In this study, we investigated the relevance of the gas-tracers CFCs and SF6 as age dating tools in alluvial shallow aquifers. The exponential model was chosen to conceptualize the alluvial aquifer recharge, 3H also used. Age-dating gave a mean recharge date of 5 to 18 years. CFCs, SF6 and 3H age estimation was confronted with the results of 2D transport modelling. Lumped parameter models were used to estimate the distribution of CFC and SF6 ages.
Groundwater age is a measurable quantity, provided many assumptions. One of the underlying questions is the physical meaning of "ages" obtained by the lumped parameter models. Indeed, knowledge of an apparent age does not necessarily imply knowledge of the groundwater residence time. An independent approach of groundwater age determination is based on solving the solute transport problem. Few studies seek to compare the hydrodynamic and tracers approaches. This comparison aims to increase our hydrogeological understanding of the Ain alluvial plain and to better define " groundwater age” and its meanings.
The hydrodynamic modelling was performed using MARTHE code (Thiéry, 2004). It was calibrated over a period of 8 years at a 10 days’ time step. Results of the transitory regime calibration are satisfactory and allowed the use of this model for solute transport of 3H, CFCs and SF6.

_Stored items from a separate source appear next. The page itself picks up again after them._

// Copyright © greedhall 2024-present
//
// Licensed under the Apache License, Version 2.0 (the "License");
// you may not use this file except in compliance with the License.
// You may obtain a copy of the License at
//
//   https://www.apache.org/licenses/LICENSE-2.0
//
// Unless required by applicable law or agreed to in writing, software
// distributed under the License is distributed on an "AS IS" BASIS,
// WITHOUT WARRANTIES OR CONDITIONS OF ANY KIND, either express or implied.
// See the License for the specific language governing permissions and
// limitations under the License.

pub mod core;
pub mod strategies;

Different approaches are possible for the comparison of tracer and hydrodynamic models. The first is to reproduce the tracer contents by transport modelling, Input parameters for concentration in recharge and the river are the atmospheric mixing ratios of CFCs from 1980 to 2006. Comparison between simulated and observed CFCs concentrations was inconclusive due to a strong numerical dispersion of the finite difference model.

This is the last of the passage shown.